Tommy Faucheux of the Louisiana Mid-Continent Oil and Gas Association joins the show to discuss Governor Landry’s recent executive order placing a moratorium on new carbon capture and sequestration (CCS) applications. While the order acknowledges Louisiana’s leadership in energy and the potential of CCS technology, it halts the review of new permit applications—raising concerns about slowing progress and losing competitive ground to states like Texas.
Faucheux emphasized that Louisiana has already made significant strides in CCS, including securing Class VI primacy from the EPA, which allows the state to regulate its own CCS projects. This regulatory advantage has attracted tens of billions in investment. However, the moratorium could chill future investments and allow other states to catch up, especially as Texas nears its own primacy status.
He noted that companies already operating in Louisiana have been proactive in engaging communities, supporting local education, and training first responders—efforts that align with the executive order’s call for community involvement. Importantly, the moratorium does not apply to projects already in the permitting process.
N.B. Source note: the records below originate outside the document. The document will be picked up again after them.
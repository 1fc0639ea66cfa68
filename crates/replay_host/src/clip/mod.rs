pub mod encoder;
pub mod error;
pub mod naming;
pub mod storage;

pub use encoder::{EncodeError, EncodeJob, Encoder, FfmpegEncoder};
pub use error::{ClipError, ClipErrorKind};
pub use storage::{StorageOption, StoragePolicy, StorageResolver};

use chrono::Local;
use serde::Serialize;
use std::collections::BTreeSet;
use std::path::{Path, PathBuf};
use std::sync::Arc;
use tokio::sync::RwLock;
use tracing::{debug, info, instrument, warn};

/// Extensions reported by [`ClipService::list_clips`]
pub const LISTED_EXTENSIONS: [&str; 3] = ["mp4", "webm", "mov"];

#[derive(Debug, Clone, PartialEq)]
pub struct ClipRequest {
	pub source: Option<PathBuf>,
	pub start_time: f64,
	pub duration: f64,
	pub title: Option<String>,
}

/// Terminal outcome of a clip request. Failures are values, never errors.
#[derive(Debug, Clone, PartialEq, Serialize)]
#[serde(rename_all = "camelCase")]
pub struct ClipResult {
	pub success: bool,
	#[serde(skip_serializing_if = "Option::is_none")]
	pub file_path: Option<PathBuf>,
	#[serde(skip_serializing_if = "Option::is_none")]
	pub error: Option<String>,
	#[serde(skip_serializing_if = "Option::is_none")]
	pub error_kind: Option<ClipErrorKind>,
}

impl From<Result<PathBuf, ClipError>> for ClipResult {
	fn from(result: Result<PathBuf, ClipError>) -> Self {
		match result {
			Ok(path) => Self {
				success: true,
				file_path: Some(path),
				error: None,
				error_kind: None,
			},
			Err(e) => Self {
				success: false,
				file_path: None,
				error: Some(e.to_string()),
				error_kind: Some(e.kind()),
			},
		}
	}
}

/// Cuts clips out of the loaded media with an external [`Encoder`].
pub struct ClipService {
	resolver: StorageResolver,
	policy: RwLock<StoragePolicy>,
	encoder: Arc<dyn Encoder>,
}

impl ClipService {
	pub fn new(resolver: StorageResolver, policy: StoragePolicy, encoder: Arc<dyn Encoder>) -> Self {
		Self {
			resolver,
			policy: RwLock::new(policy),
			encoder,
		}
	}

	pub fn encoder(&self) -> &dyn Encoder {
		self.encoder.as_ref()
	}

	/// Extract a clip. Every outcome, including invalid input, is reported in the returned [`ClipResult`].
	#[instrument(skip(self, request), fields(source = ?request.source, start = request.start_time, duration = request.duration))]
	pub async fn create_clip(&self, request: ClipRequest) -> ClipResult {
		let result = self.try_create_clip(request).await;
		match &result {
			Ok(path) => info!(output = %path.display(), "clip created"),
			Err(e) => warn!(kind = ?e.kind(), error = %e, "clip request failed"),
		}
		result.into()
	}

	async fn try_create_clip(&self, request: ClipRequest) -> Result<PathBuf, ClipError> {
		let source = request.source.ok_or(ClipError::NoSourceLoaded)?;
		if !(request.duration.is_finite() && request.duration > 0.0) {
			return Err(ClipError::InvalidDuration(request.duration));
		}
		if !(request.start_time.is_finite() && request.start_time >= 0.0) {
			return Err(ClipError::InvalidStartOffset(request.start_time));
		}

		if !self.encoder.is_available().await {
			return Err(ClipError::EncoderUnavailable {
				program: self.encoder.program().to_string(),
			});
		}

		let stem = naming::clip_file_stem(request.title.as_deref(), Local::now());
		let policy = self.policy.read().await.clone();
		let dir = self.resolver.resolve(&policy, Some(&source)).await?;
		let output = dir.join(format!("{stem}.{}", naming::CLIP_EXTENSION));

		let job = EncodeJob {
			source,
			start: request.start_time,
			duration: request.duration,
			output,
		};

		self.encoder.encode(&job).await.map_err(|e| ClipError::EncodingFailed {
			reason: e.to_string(),
			output: e.output().to_string(),
		})?;

		Ok(absolute(&job.output).await)
	}

	/// Change where subsequent clips are written.
	pub async fn set_storage_option(&self, option: StorageOption, custom_dir: Option<PathBuf>) -> StoragePolicy {
		let mut policy = self.policy.write().await;
		policy.apply(option, custom_dir);
		info!(option = ?policy.option, custom_dir = ?policy.custom_dir, "clip storage updated");
		policy.clone()
	}

	/// Directory the next clip of `source` would be written to.
	///
	/// # Errors
	/// See [`StorageResolver::target_dir`].
	pub async fn current_clips_dir(&self, source: Option<&Path>) -> Result<PathBuf, ClipError> {
		let policy = self.policy.read().await;
		self.resolver.target_dir(&policy, source)
	}

	/// Saved clips across every known clips folder, sorted and de-duplicated.
	pub async fn list_clips(&self, source: Option<&Path>) -> Vec<PathBuf> {
		let mut dirs = vec![self.resolver.app_data_clips_dir()];
		dirs.extend(self.resolver.library_clip_dirs());
		if let Some(custom) = self.policy.read().await.custom_dir.clone() {
			dirs.push(custom);
		}
		if let Some(parent) = source.and_then(Path::parent) {
			dirs.push(parent.join(storage::CLIPS_SUBFOLDER));
		}

		let mut clips = BTreeSet::new();
		for dir in dirs {
			let Ok(mut entries) = tokio::fs::read_dir(&dir).await else {
				debug!(dir = %dir.display(), "clips folder not readable, skipping");
				continue;
			};

			while let Ok(Some(entry)) = entries.next_entry().await {
				let path = entry.path();
				if is_listed_clip(&path) && entry.file_type().await.is_ok_and(|t| t.is_file()) {
					clips.insert(absolute(&path).await);
				}
			}
		}

		clips.into_iter().collect()
	}
}

fn is_listed_clip(path: &Path) -> bool {
	path.extension()
		.and_then(|ext| ext.to_str())
		.is_some_and(|ext| LISTED_EXTENSIONS.iter().any(|listed| listed.eq_ignore_ascii_case(ext)))
}

async fn absolute(path: &Path) -> PathBuf {
	match tokio::fs::canonicalize(path).await {
		Ok(resolved) => resolved,
		Err(_) if path.is_absolute() => path.to_path_buf(),
		Err(_) => std::env::current_dir().map(|cwd| cwd.join(path)).unwrap_or_else(|_| path.to_path_buf()),
	}
}
use crate::tip;
use crate::Seconds;
use serde::{Deserialize, Deserializer, Serialize};

/// Subscription tier attached to a chat author
#[derive(Debug, Clone, Default, PartialEq, Eq, Serialize, Deserialize)]
pub struct TierInfo {
	#[serde(default)]
	pub tier_id: String,
	#[serde(default)]
	pub tier_color: String,
	#[serde(default)]
	pub tier_name: String,
}

/// Author of a chat message
#[derive(Debug, Clone, Default, PartialEq, Eq, Serialize, Deserialize)]
pub struct Author {
	#[serde(default)]
	pub id: String,
	#[serde(default)]
	pub name: String,
	#[serde(default, skip_serializing_if = "Vec::is_empty")]
	pub images: Vec<String>,
	#[serde(default, skip_serializing_if = "Vec::is_empty")]
	pub badges: Vec<String>,
	#[serde(default, skip_serializing_if = "Option::is_none")]
	pub tier_info: Option<TierInfo>,
}

/// A single timestamped chat or tip record.
///
/// `time_in_seconds` is the playback-relative offset every ordering and window
/// query is keyed on. A missing or `null` offset places the record at `0.0`;
/// every other field falls back to an empty value when absent.
#[derive(Debug, Clone, PartialEq, Serialize, Deserialize)]
pub struct ChatEvent {
	#[serde(default)]
	pub message_id: String,
	#[serde(default)]
	pub message: String,
	#[serde(default)]
	pub message_type: String,
	/// Wall-clock epoch timestamp of the original message
	#[serde(default)]
	pub timestamp: i64,
	#[serde(default, deserialize_with = "lenient_offset")]
	pub time_in_seconds: Seconds,
	#[serde(default)]
	pub time_text: String,
	#[serde(default)]
	pub author: Author,
	/// Opaque upstream payload, kept verbatim for tip extraction
	#[serde(default, skip_serializing_if = "String::is_empty")]
	pub raw_data: String,
	#[serde(default, deserialize_with = "lenient_amount", skip_serializing_if = "Option::is_none")]
	pub tip_amount: Option<i64>,
}

impl ChatEvent {
	/// Minimal event at the given offset, mostly useful for building fixtures
	pub fn at(message_id: impl Into<String>, time_in_seconds: Seconds) -> Self {
		Self {
			message_id: message_id.into(),
			message: String::new(),
			message_type: String::new(),
			timestamp: 0,
			time_in_seconds,
			time_text: String::new(),
			author: Author::default(),
			raw_data: String::new(),
			tip_amount: None,
		}
	}

	pub fn is_tip(&self) -> bool {
		self.tip_amount.is_some()
	}

	/// Fill in `tip_amount` from the raw payload, keeping any existing amount on a miss
	pub(crate) fn with_extracted_tip(mut self) -> Self {
		if let Some(amount) = tip::extract_tip_amount(&self.raw_data) {
			self.tip_amount = Some(amount);
		}
		self
	}
}

fn lenient_offset<'de, D>(deserializer: D) -> Result<Seconds, D::Error>
where
	D: Deserializer<'de>,
{
	Ok(Option::<Seconds>::deserialize(deserializer)?.unwrap_or_default())
}

fn lenient_amount<'de, D>(deserializer: D) -> Result<Option<i64>, D::Error>
where
	D: Deserializer<'de>,
{
	let number = Option::<serde_json::Number>::deserialize(deserializer)?;
	Ok(number.as_ref().and_then(tip::number_to_amount))
}
use crate::records::LaunchRecord;

/// Ordered, borrowed view over a subset of dataset rows.
#[derive(Debug, Clone, PartialEq, Default)]
pub struct RowSet<'a> {
    rows: Vec<&'a LaunchRecord>,
}

impl<'a> RowSet<'a> {
    pub fn from_records(records: &'a [LaunchRecord]) -> Self {
        Self {
            rows: records.iter().collect(),
        }
    }

    pub fn len(&self) -> usize {
        self.rows.len()
    }

    pub fn is_empty(&self) -> bool {
        self.rows.is_empty()
    }

    pub fn iter(&self) -> impl Iterator<Item = &'a LaunchRecord> + '_ {
        self.rows.iter().copied()
    }

    /// Keeps the rows satisfying `predicate`, preserving order.
    pub fn retain_where<F>(&self, mut predicate: F) -> RowSet<'a>
    where
        F: FnMut(&LaunchRecord) -> bool,
    {
        Self {
            rows: self.iter().filter(|record| predicate(*record)).collect(),
        }
    }
}
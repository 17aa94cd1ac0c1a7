use serde::{Deserialize, Serialize};
use std::convert::Infallible;
use std::fmt;
use std::str::FromStr;

/// Sentinel selecting every launch site.
pub const ALL_SITES: &str = "ALL";

/// Launch sites present in the reference SpaceX dataset.
pub const KNOWN_SITES: [&str; 4] = ["CCAFS LC-40", "VAFB SLC-4E", "KSC LC-39A", "CCAFS SLC-40"];

/// Site picked in the dashboard: every site, or exactly one identifier.
///
/// Any string is accepted. An identifier that matches no row simply selects
/// nothing.
#[derive(Debug, Clone, PartialEq, Eq, Hash, Default, Serialize, Deserialize)]
#[serde(from = "String", into = "String")]
pub enum SiteSelection {
    #[default]
    All,
    Site(String),
}

impl SiteSelection {
    pub fn site(name: impl Into<String>) -> Self {
        Self::from(name.into())
    }

    pub fn is_all(&self) -> bool {
        matches!(self, SiteSelection::All)
    }

    pub fn as_str(&self) -> &str {
        match self {
            SiteSelection::All => ALL_SITES,
            SiteSelection::Site(name) => name,
        }
    }

    /// True when a row launched from `launch_site` belongs to this selection.
    pub fn matches(&self, launch_site: &str) -> bool {
        match self {
            SiteSelection::All => true,
            SiteSelection::Site(name) => name == launch_site,
        }
    }
}

impl From<String> for SiteSelection {
    fn from(value: String) -> Self {
        if value == ALL_SITES {
            SiteSelection::All
        } else {
            SiteSelection::Site(value)
        }
    }
}

impl From<&str> for SiteSelection {
    fn from(value: &str) -> Self {
        Self::from(value.to_string())
    }
}

impl From<SiteSelection> for String {
    fn from(value: SiteSelection) -> Self {
        value.as_str().to_string()
    }
}

impl FromStr for SiteSelection {
    type Err = Infallible;

    fn from_str(s: &str) -> Result<Self, Self::Err> {
        Ok(Self::from(s))
    }
}

impl fmt::Display for SiteSelection {
    fn fmt(&self, f: &mut fmt::Formatter<'_>) -> fmt::Result {
        f.write_str(self.as_str())
    }
}

#[cfg(test)]
mod tests {
    use super::*;

    #[test]
    fn sentinel_parses_to_all() {
        assert_eq!("ALL".parse::<SiteSelection>().unwrap(), SiteSelection::All);
        assert_eq!(
            SiteSelection::from("KSC LC-39A"),
            SiteSelection::Site("KSC LC-39A".into())
        );
        // The sentinel is case sensitive, like the dropdown value it mirrors.
        assert!(!SiteSelection::from("all").is_all());
    }

    #[test]
    fn selection_round_trips_through_serde_as_plain_string() {
        let json = serde_json::to_string(&SiteSelection::site("VAFB SLC-4E")).unwrap();
        assert_eq!(json, "\"VAFB SLC-4E\"");
        let parsed: SiteSelection = serde_json::from_str("\"ALL\"").unwrap();
        assert!(parsed.is_all());
    }

    #[test]
    fn all_matches_every_site() {
        assert!(SiteSelection::All.matches("anything"));
        assert!(!SiteSelection::site("KSC LC-39A").matches("CCAFS LC-40"));
    }
}
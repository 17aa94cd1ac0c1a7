use crate::chart::ChartSpec;
use log::{info, warn, Level};

/// Logs derivation events under a fixed target.
pub struct LogManager {
    target: &'static str,
}

impl LogManager {
    pub fn new() -> Self {
        Self::with_target("launchcore")
    }

    pub fn with_target(target: &'static str) -> Self {
        Self { target }
    }

    pub fn record(&self, message: &str) {
        info!(target: self.target, "{}", message);
    }

    /// Logs one derived chart for output `slot`. Empty charts are logged as
    /// warnings; returns the level used.
    pub fn record_chart(&self, slot: &str, selection: &str, chart: &ChartSpec) -> Level {
        if chart.is_empty() {
            warn!(
                target: self.target,
                "{}: {:?} chart for {} is empty ({})", slot, chart.kind, selection, chart.title
            );
            Level::Warn
        } else {
            info!(
                target: self.target,
                "{}: {:?} chart for {}: {} items", slot, chart.kind, selection, chart.len()
            );
            Level::Info
        }
    }
}

impl Default for LogManager {
    fn default() -> Self {
        Self::new()
    }
}
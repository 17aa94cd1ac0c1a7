pub mod launch;
pub mod site;

pub use launch::{LaunchRecord, OutcomeClass};
pub use site::{SiteSelection, ALL_SITES, KNOWN_SITES};
use crate::generator::profile::build_dataset_from_config;
use crate::workflow::config::ExplorerConfig;
use anyhow::{bail, Context};
use launchcore::dataset::Dataset;
use launchcore::math::{PayloadSummary, StatsHelper};
use launchcore::telemetry::{LogManager, MetricsRecorder, MetricsSnapshot};
use launchcore::{derive_charts_observed, ChartPair, SelectionState};
use std::sync::Arc;

const LOG_TARGET: &str = "explorer::runner";

pub struct WorkflowResult {
    pub charts: ChartPair,
    pub payload_summary: Option<PayloadSummary>,
}

#[derive(Clone)]
pub struct Runner {
    dataset: Dataset,
    metrics: Arc<MetricsRecorder>,
}

impl Runner {
    pub fn new(dataset: Dataset) -> Self {
        Self {
            dataset,
            metrics: Arc::new(MetricsRecorder::new()),
        }
    }

    /// Loads the CSV named in `config`, or generates a synthetic table.
    pub fn from_config(config: &ExplorerConfig) -> anyhow::Result<Self> {
        let dataset = if let Some(path) = &config.dataset {
            Dataset::load(path)
                .with_context(|| format!("loading launch dataset {}", path.display()))?
        } else if let Some(generator) = &config.synthetic {
            build_dataset_from_config(generator).context("generating synthetic dataset")?
        } else {
            bail!("no dataset configured: pass --dataset or --synthetic");
        };
        LogManager::with_target(LOG_TARGET).record(&format!(
            "dataset ready: {} launches across {} sites",
            dataset.len(),
            dataset.sites().len()
        ));
        Ok(Self::new(dataset))
    }

    pub fn dataset(&self) -> &Dataset {
        &self.dataset
    }

    pub fn execute(&self, selection: &SelectionState) -> WorkflowResult {
        let logger = LogManager::with_target(LOG_TARGET);
        let charts = derive_charts_observed(selection, &self.dataset, &logger, &self.metrics);
        let masses: Vec<f64> = charts
            .scatter
            .points()
            .iter()
            .map(|point| point.payload_mass_kg)
            .collect();

        WorkflowResult {
            payload_summary: StatsHelper::payload_summary(&masses),
            charts,
        }
    }

    pub fn metrics(&self) -> MetricsSnapshot {
        self.metrics.snapshot()
    }
}
use crate::chart::{ChartKind, ChartSpec};
use std::sync::Mutex;

/// Counts derivations across sessions.
pub struct MetricsRecorder {
    inner: Mutex<Metrics>,
}

#[derive(Debug, Clone, Copy, Default, PartialEq, Eq)]
pub struct MetricsSnapshot {
    pub proportion: usize,
    pub scatter: usize,
    pub empty: usize,
}

#[derive(Default)]
struct Metrics {
    proportion: usize,
    scatter: usize,
    empty: usize,
}

impl MetricsRecorder {
    pub fn new() -> Self {
        Self {
            inner: Mutex::new(Metrics::default()),
        }
    }

    pub fn record_chart(&self, chart: &ChartSpec) {
        if let Ok(mut metrics) = self.inner.lock() {
            match chart.kind {
                ChartKind::Proportion => metrics.proportion += 1,
                ChartKind::Scatter => metrics.scatter += 1,
            }
            if chart.is_empty() {
                metrics.empty += 1;
            }
        }
    }

    pub fn snapshot(&self) -> MetricsSnapshot {
        if let Ok(metrics) = self.inner.lock() {
            MetricsSnapshot {
                proportion: metrics.proportion,
                scatter: metrics.scatter,
                empty: metrics.empty,
            }
        } else {
            MetricsSnapshot::default()
        }
    }
}

impl Default for MetricsRecorder {
    fn default() -> Self {
        Self::new()
    }
}

#[cfg(test)]
mod tests {
    use super::*;
    use crate::chart::{ChartData, Encoding};

    fn chart(kind: ChartKind, data: ChartData) -> ChartSpec {
        ChartSpec {
            kind,
            title: "t".into(),
            data,
            encoding: Encoding::default(),
        }
    }

    #[test]
    fn counts_kinds_and_empty_results() {
        let recorder = MetricsRecorder::new();
        recorder.record_chart(&chart(ChartKind::Proportion, ChartData::Slices(vec![])));
        recorder.record_chart(&chart(ChartKind::Scatter, ChartData::Points(vec![])));
        recorder.record_chart(&chart(ChartKind::Scatter, ChartData::Points(vec![])));
        assert_eq!(
            recorder.snapshot(),
            MetricsSnapshot {
                proportion: 1,
                scatter: 2,
                empty: 3,
            }
        );
    }
}
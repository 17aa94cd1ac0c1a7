use serde::{Deserialize, Serialize};

pub struct StatsHelper;

/// Min / max / mean of a set of payload masses.
#[derive(Debug, Clone, Copy, PartialEq, Serialize, Deserialize)]
pub struct PayloadSummary {
    pub count: usize,
    pub min_kg: f64,
    pub max_kg: f64,
    pub mean_kg: f64,
}

impl StatsHelper {
    /// Share of the total for each value; all zeros when the total is zero.
    pub fn fractions(values: &[f64]) -> Vec<f64> {
        let total: f64 = values.iter().sum();
        if total <= 0.0 {
            return vec![0.0; values.len()];
        }
        values.iter().map(|&v| v / total).collect()
    }

    pub fn payload_summary(masses: &[f64]) -> Option<PayloadSummary> {
        if masses.is_empty() {
            return None;
        }
        let min_kg = masses.iter().cloned().fold(f64::INFINITY, f64::min);
        let max_kg = masses.iter().cloned().fold(f64::NEG_INFINITY, f64::max);
        let mean_kg = masses.iter().sum::<f64>() / masses.len() as f64;
        Some(PayloadSummary {
            count: masses.len(),
            min_kg,
            max_kg,
            mean_kg,
        })
    }
}

#[cfg(test)]
mod tests {
    use super::*;

    #[test]
    fn fractions_of_zero_total_are_zero() {
        assert_eq!(StatsHelper::fractions(&[]), Vec::<f64>::new());
        assert_eq!(StatsHelper::fractions(&[0.0, 0.0]), vec![0.0, 0.0]);
    }

    #[test]
    fn fractions_sum_to_one() {
        let fractions = StatsHelper::fractions(&[1.0, 3.0]);
        assert_eq!(fractions, vec![0.25, 0.75]);
    }

    #[test]
    fn payload_summary_handles_single_value() {
        let summary = StatsHelper::payload_summary(&[4000.0]).unwrap();
        assert_eq!(summary.min_kg, 4000.0);
        assert_eq!(summary.max_kg, 4000.0);
        assert_eq!(summary.mean_kg, 4000.0);
        assert!(StatsHelper::payload_summary(&[]).is_none());
    }
}
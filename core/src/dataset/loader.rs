use super::Dataset;
use crate::prelude::DatasetResult;
use crate::records::LaunchRecord;
use log::info;
use std::fs::File;
use std::io::Read;
use std::path::Path;

/// Reads the launch CSV at `path`. Columns other than the four the dashboard
/// uses are ignored.
pub fn load_csv<P: AsRef<Path>>(path: P) -> DatasetResult<Dataset> {
    let path_ref = path.as_ref();
    let file = File::open(path_ref)?;
    let dataset = read_csv(file)?;
    info!(
        "loaded {} launch records from {}",
        dataset.len(),
        path_ref.display()
    );
    Ok(dataset)
}

pub fn read_csv<R: Read>(reader: R) -> DatasetResult<Dataset> {
    let mut csv_reader = csv::ReaderBuilder::new()
        .has_headers(true)
        .trim(csv::Trim::Fields)
        .from_reader(reader);

    let records = csv_reader
        .deserialize::<LaunchRecord>()
        .collect::<Result<Vec<_>, _>>()?;

    Dataset::from_records(records)
}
Faucheux also pointed out that the executive order lacks a clear “punch list” or sunset clause, making it uncertain how or when the moratorium will be lifted. He stressed that the rigorous safety and environmental standards established during the primacy process remain in place and are being followed by companies.
Ultimately, Faucheux warned that this pause could undermine Louisiana’s momentum in a critical moment of energy innovation. With strong federal support and growing global demand for energy and manufacturing, Louisiana stands at a pivotal point. The industry’s continued evolution depends on maintaining regulatory clarity and encouraging investment—not creating uncertainty that could drive opportunity elsewhere.